## Task statement
Every line in the data below from the one containing "into a classified" down to the one containing "was retrieved in.", both included, must be retyped exactly; no other line is to appear.

Stored data
──────────

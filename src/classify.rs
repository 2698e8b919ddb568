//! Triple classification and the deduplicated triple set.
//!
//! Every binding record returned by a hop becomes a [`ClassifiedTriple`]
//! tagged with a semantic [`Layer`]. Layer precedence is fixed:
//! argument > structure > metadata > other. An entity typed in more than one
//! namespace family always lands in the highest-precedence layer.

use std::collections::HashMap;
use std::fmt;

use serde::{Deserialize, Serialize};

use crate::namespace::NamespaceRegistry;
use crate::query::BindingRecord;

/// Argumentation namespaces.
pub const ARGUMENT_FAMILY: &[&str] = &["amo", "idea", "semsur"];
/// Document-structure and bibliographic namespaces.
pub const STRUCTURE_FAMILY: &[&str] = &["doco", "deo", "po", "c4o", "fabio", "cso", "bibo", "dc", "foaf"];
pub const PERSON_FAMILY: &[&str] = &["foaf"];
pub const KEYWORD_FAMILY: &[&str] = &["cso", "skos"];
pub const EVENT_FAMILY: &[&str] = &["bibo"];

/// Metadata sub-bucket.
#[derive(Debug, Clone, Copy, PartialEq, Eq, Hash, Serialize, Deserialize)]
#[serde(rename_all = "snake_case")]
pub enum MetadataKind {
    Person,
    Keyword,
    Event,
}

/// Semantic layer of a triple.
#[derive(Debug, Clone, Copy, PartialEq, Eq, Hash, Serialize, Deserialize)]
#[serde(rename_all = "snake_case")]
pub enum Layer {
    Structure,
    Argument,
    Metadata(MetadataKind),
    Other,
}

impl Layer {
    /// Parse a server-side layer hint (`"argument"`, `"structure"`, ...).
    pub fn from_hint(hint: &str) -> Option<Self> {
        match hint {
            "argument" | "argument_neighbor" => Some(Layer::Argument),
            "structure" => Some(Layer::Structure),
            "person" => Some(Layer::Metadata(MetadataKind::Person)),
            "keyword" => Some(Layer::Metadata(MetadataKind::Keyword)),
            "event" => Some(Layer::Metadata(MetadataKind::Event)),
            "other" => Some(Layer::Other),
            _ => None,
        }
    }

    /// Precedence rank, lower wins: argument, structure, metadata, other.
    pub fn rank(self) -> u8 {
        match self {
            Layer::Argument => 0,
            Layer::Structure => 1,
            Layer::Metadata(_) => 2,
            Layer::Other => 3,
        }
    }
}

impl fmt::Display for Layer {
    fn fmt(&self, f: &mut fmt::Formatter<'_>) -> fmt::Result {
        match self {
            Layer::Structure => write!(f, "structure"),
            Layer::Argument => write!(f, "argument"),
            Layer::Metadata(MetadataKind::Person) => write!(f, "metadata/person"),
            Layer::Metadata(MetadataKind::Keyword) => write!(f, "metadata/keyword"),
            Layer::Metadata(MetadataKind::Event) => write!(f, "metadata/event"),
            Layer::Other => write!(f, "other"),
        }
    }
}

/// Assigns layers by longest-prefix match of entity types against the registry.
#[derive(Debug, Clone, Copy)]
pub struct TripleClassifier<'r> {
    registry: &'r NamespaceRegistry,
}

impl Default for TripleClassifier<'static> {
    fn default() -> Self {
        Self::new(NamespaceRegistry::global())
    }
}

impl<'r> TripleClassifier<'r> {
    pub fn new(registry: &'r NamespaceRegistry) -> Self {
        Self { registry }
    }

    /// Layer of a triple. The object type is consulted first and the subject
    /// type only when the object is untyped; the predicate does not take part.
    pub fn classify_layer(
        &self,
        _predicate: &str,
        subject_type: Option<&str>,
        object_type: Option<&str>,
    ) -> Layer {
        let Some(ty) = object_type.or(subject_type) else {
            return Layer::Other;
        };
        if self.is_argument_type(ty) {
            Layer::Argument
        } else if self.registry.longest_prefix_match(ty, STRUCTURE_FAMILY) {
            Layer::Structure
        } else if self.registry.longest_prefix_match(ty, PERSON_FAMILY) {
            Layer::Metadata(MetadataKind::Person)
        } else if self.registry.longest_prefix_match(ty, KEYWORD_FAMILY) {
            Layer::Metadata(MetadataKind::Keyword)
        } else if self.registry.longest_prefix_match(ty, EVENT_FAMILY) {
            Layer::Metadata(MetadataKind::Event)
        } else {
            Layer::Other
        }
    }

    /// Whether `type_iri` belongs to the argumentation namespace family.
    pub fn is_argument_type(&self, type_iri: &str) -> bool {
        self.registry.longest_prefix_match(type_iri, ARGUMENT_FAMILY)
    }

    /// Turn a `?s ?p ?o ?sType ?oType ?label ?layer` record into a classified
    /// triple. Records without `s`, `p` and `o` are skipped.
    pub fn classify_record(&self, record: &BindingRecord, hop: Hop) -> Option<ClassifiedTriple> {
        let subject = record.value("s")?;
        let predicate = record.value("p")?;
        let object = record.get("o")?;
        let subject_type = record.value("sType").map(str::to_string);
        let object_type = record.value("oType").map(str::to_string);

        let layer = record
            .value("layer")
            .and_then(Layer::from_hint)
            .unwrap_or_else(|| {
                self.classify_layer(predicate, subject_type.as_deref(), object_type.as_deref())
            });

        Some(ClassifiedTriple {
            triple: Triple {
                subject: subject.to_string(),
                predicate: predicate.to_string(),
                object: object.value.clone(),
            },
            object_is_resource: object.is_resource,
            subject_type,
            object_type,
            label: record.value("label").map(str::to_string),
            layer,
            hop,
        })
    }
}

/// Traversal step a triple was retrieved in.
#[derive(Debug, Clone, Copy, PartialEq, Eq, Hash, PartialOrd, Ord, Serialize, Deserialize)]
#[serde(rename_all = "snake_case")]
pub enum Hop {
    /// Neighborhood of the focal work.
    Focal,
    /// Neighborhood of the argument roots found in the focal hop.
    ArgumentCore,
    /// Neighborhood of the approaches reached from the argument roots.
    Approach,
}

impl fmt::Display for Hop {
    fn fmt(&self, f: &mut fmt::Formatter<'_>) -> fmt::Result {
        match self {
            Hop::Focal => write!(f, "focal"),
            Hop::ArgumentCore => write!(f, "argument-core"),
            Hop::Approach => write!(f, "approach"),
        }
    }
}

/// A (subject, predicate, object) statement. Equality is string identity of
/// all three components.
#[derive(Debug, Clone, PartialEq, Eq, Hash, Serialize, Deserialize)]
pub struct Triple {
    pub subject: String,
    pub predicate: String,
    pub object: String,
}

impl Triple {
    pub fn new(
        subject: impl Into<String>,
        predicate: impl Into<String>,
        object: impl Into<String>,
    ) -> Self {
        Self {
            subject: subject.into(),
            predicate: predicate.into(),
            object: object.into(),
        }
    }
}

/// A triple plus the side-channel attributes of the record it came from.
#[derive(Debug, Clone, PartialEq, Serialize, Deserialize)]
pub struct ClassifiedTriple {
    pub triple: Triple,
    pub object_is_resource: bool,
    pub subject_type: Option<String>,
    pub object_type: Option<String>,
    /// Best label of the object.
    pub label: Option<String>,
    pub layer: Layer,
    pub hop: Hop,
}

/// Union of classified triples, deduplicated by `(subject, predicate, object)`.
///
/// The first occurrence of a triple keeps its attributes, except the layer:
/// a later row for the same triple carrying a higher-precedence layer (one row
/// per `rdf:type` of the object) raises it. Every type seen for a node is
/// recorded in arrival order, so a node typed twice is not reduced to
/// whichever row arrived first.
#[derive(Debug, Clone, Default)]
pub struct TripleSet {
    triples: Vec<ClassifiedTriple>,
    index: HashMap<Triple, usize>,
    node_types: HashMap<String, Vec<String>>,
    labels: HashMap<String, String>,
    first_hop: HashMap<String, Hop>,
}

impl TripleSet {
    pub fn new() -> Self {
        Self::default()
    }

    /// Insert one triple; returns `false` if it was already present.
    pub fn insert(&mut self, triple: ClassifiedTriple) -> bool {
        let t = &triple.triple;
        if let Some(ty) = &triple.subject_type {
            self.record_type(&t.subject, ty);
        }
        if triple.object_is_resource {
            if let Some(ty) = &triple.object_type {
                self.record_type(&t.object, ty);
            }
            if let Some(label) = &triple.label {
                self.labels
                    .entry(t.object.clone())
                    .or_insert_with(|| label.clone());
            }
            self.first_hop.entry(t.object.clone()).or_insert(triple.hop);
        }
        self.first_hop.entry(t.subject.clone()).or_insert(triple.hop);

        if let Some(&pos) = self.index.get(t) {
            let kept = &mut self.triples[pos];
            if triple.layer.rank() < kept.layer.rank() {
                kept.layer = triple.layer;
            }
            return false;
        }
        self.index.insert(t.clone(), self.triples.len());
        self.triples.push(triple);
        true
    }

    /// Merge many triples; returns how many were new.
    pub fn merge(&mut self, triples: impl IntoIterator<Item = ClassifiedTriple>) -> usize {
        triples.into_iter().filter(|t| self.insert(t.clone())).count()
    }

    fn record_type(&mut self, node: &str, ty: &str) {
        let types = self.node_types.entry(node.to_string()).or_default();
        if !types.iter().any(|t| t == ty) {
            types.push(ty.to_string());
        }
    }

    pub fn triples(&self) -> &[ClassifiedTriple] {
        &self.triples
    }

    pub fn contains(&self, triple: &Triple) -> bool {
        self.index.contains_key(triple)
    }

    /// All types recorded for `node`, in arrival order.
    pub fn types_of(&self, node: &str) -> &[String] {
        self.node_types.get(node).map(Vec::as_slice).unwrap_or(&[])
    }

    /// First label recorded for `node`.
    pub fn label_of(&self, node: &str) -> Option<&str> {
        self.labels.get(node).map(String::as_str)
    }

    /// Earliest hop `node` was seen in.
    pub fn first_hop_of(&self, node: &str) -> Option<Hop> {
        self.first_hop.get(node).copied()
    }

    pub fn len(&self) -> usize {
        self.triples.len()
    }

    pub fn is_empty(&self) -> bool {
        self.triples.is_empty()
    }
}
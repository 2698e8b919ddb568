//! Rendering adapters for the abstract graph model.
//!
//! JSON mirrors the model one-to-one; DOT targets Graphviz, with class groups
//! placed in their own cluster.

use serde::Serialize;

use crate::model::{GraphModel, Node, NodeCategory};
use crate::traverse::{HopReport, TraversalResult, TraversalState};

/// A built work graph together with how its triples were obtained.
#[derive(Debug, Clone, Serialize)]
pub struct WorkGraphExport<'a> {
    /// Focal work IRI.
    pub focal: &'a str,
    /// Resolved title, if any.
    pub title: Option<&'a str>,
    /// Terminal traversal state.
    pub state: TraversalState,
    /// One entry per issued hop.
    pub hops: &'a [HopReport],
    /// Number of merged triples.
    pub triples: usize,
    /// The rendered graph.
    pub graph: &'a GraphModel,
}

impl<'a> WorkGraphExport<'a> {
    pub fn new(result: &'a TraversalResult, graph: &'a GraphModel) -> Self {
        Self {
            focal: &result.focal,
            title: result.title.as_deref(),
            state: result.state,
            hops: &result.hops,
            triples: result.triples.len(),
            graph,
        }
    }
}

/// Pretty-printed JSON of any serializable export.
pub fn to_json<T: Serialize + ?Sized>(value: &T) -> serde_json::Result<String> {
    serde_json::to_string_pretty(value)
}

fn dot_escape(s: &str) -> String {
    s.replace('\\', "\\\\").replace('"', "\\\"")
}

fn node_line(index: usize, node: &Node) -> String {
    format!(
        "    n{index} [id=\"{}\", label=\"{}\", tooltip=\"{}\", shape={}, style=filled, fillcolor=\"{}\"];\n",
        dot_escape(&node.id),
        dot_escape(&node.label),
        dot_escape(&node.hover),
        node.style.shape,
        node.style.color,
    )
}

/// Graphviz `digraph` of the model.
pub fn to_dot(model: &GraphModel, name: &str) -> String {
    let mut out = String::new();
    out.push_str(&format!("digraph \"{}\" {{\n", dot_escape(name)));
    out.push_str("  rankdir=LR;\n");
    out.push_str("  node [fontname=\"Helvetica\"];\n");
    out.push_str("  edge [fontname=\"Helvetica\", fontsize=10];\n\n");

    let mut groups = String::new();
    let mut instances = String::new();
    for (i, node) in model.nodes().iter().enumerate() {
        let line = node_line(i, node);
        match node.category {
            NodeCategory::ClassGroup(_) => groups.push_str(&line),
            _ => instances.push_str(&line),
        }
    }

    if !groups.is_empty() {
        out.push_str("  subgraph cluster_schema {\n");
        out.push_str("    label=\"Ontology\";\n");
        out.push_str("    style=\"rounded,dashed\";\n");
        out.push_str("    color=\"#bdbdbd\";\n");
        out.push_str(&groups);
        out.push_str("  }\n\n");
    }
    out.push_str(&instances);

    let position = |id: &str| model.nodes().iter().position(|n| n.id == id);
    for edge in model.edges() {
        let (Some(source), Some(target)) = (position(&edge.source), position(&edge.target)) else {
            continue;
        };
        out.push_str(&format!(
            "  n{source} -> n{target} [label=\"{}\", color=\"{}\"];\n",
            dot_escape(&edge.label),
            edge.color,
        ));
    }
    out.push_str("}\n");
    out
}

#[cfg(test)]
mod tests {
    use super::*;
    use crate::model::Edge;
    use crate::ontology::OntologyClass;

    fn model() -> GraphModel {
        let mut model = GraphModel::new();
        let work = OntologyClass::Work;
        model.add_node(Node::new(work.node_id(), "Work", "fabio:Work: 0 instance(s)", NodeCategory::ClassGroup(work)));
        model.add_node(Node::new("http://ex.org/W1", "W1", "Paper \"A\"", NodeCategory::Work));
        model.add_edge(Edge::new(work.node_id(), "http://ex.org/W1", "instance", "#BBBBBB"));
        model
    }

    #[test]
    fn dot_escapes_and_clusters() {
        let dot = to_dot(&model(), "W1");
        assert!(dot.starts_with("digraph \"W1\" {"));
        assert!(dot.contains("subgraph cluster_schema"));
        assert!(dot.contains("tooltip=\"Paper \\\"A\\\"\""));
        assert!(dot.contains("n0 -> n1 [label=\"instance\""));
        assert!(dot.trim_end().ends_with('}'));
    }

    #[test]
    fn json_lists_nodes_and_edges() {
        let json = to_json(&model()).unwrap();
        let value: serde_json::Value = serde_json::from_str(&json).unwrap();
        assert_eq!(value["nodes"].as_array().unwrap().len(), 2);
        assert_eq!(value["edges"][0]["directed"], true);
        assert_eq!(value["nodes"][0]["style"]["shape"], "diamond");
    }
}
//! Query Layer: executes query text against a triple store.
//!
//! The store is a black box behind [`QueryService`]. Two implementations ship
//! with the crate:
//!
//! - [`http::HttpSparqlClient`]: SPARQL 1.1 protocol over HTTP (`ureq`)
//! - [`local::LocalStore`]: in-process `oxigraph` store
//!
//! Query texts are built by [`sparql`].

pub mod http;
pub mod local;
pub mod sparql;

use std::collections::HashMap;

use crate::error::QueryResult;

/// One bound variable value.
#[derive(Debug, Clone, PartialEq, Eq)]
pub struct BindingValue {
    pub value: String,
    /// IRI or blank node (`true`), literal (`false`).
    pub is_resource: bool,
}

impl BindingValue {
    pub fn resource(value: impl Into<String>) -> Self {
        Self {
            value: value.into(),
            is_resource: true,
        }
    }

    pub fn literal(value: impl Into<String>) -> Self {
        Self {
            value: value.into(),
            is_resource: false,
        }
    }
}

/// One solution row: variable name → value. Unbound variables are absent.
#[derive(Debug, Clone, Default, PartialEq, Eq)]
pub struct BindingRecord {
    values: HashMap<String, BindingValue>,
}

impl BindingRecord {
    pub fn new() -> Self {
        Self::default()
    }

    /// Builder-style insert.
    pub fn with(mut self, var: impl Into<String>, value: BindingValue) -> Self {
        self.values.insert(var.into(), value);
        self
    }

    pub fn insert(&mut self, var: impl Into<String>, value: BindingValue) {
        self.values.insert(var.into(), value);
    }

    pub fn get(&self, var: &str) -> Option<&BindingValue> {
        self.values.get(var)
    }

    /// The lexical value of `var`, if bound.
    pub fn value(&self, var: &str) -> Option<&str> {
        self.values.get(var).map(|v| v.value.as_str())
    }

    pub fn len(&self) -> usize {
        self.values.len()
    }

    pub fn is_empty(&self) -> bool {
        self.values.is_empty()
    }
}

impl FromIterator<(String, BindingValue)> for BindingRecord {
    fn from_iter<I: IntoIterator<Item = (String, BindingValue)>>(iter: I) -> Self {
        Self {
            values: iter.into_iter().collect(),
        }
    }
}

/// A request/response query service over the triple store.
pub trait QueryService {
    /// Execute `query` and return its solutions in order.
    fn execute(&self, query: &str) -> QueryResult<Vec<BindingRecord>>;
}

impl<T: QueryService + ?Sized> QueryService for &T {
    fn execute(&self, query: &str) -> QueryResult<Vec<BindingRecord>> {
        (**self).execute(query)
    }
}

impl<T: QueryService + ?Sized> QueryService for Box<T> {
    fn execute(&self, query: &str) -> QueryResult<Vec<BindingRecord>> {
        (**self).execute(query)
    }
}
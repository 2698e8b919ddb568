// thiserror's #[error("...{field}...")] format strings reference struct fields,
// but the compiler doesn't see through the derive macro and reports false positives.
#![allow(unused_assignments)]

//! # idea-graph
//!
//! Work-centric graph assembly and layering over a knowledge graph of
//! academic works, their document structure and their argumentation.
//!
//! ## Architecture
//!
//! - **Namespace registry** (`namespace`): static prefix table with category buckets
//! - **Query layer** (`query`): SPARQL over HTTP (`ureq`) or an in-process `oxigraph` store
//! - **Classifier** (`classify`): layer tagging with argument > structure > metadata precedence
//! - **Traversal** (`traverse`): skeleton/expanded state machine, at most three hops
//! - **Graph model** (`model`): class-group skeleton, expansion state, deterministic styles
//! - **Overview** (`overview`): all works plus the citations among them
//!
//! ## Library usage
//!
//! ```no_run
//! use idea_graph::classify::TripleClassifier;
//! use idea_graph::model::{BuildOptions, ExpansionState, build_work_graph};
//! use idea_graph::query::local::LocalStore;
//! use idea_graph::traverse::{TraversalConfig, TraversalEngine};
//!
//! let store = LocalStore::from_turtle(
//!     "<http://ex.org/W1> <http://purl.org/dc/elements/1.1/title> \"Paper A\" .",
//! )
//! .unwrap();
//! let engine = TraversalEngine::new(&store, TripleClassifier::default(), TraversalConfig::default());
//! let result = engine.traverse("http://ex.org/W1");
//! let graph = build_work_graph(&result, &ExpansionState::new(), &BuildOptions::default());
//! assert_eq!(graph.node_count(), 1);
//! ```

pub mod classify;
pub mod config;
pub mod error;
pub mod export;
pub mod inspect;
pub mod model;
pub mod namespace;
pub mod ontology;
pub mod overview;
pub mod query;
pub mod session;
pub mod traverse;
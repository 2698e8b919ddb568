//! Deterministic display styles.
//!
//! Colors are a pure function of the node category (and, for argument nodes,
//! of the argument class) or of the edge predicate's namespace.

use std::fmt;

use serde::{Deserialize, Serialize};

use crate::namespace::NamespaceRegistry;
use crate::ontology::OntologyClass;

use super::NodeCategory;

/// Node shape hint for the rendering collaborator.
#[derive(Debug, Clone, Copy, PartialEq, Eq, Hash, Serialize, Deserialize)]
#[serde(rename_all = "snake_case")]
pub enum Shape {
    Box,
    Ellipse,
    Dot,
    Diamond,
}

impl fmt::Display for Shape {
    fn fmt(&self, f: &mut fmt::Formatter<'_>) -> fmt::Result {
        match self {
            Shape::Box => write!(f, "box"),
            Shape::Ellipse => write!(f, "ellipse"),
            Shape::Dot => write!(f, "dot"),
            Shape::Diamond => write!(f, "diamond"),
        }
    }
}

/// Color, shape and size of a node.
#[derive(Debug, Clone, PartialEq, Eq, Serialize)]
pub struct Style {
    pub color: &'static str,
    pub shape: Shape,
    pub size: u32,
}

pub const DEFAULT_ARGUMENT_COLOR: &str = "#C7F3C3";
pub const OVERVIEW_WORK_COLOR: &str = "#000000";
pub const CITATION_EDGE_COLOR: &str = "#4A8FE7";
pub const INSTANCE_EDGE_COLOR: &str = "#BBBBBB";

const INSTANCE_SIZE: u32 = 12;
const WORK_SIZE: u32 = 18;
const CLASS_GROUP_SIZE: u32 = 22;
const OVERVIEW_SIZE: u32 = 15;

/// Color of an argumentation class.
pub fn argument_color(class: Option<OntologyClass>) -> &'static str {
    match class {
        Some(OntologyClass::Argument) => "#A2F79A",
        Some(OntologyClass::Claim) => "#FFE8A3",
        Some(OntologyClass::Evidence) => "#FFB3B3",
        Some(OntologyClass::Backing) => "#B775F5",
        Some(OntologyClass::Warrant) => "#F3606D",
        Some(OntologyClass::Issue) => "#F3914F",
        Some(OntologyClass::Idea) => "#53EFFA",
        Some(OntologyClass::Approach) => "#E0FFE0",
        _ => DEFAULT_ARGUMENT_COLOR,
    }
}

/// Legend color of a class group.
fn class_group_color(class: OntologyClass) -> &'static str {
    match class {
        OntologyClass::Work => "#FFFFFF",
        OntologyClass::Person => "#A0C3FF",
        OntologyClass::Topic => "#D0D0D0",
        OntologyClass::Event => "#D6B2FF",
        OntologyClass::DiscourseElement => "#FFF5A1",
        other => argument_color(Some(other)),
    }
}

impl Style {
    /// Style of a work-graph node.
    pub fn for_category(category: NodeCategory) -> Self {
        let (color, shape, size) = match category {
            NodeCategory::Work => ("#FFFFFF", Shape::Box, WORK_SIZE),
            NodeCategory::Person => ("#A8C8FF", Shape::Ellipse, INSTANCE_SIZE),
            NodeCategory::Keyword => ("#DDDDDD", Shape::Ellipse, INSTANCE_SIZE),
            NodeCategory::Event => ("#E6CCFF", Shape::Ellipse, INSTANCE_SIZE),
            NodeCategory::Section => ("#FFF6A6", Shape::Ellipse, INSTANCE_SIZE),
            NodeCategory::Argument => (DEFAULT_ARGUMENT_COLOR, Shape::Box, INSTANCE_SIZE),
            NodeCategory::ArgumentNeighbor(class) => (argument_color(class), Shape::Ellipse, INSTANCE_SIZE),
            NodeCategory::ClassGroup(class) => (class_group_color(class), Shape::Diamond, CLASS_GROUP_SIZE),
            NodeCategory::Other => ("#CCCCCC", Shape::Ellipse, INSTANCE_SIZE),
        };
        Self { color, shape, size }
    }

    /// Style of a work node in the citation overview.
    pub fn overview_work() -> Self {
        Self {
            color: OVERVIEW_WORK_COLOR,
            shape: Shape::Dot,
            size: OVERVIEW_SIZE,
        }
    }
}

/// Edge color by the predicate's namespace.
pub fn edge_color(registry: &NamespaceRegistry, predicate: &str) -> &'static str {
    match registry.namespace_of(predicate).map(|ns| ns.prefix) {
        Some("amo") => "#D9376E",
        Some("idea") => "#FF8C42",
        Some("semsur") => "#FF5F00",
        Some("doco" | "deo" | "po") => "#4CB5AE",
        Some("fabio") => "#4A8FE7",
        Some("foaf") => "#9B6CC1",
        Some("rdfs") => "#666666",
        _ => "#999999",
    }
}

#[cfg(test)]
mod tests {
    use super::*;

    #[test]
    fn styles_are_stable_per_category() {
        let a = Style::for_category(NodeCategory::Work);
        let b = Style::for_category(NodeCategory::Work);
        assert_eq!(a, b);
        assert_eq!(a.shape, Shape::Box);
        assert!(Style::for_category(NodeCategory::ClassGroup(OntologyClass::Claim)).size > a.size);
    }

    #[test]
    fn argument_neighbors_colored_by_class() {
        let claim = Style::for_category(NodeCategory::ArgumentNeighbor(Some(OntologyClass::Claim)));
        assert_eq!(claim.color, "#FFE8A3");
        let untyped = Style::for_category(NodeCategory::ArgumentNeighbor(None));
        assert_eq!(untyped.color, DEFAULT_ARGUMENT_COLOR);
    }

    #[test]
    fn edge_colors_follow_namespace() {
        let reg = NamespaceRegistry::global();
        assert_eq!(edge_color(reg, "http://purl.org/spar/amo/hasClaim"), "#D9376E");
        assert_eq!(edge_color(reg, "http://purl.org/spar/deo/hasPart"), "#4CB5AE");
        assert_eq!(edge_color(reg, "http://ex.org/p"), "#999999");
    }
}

──────────

## Response area
    /// Turn a `?s ?p ?o ?sType ?oType ?label ?layer` record into a classified
    /// triple. Records without `s`, `p` and `o` are skipped.
    pub fn classify_record(&self, record: &BindingRecord, hop: Hop) -> Option<ClassifiedTriple> {
        let subject = record.value("s")?;
        let predicate = record.value("p")?;
        let object = record.get("o")?;
        let subject_type = record.value("sType").map(str::to_string);
        let object_type = record.value("oType").map(str::to_string);

        let layer = record
            .value("layer")
            .and_then(Layer::from_hint)
            .unwrap_or_else(|| {
                self.classify_layer(predicate, subject_type.as_deref(), object_type.as_deref())
            });

        Some(ClassifiedTriple {
            triple: Triple {
                subject: subject.to_string(),
                predicate: predicate.to_string(),
                object: object.value.clone(),
            },
            object_is_resource: object.is_resource,
            subject_type,
            object_type,
            label: record.value("label").map(str::to_string),
            layer,
            hop,
        })
    }
}

/// Traversal step a triple was retrieved in.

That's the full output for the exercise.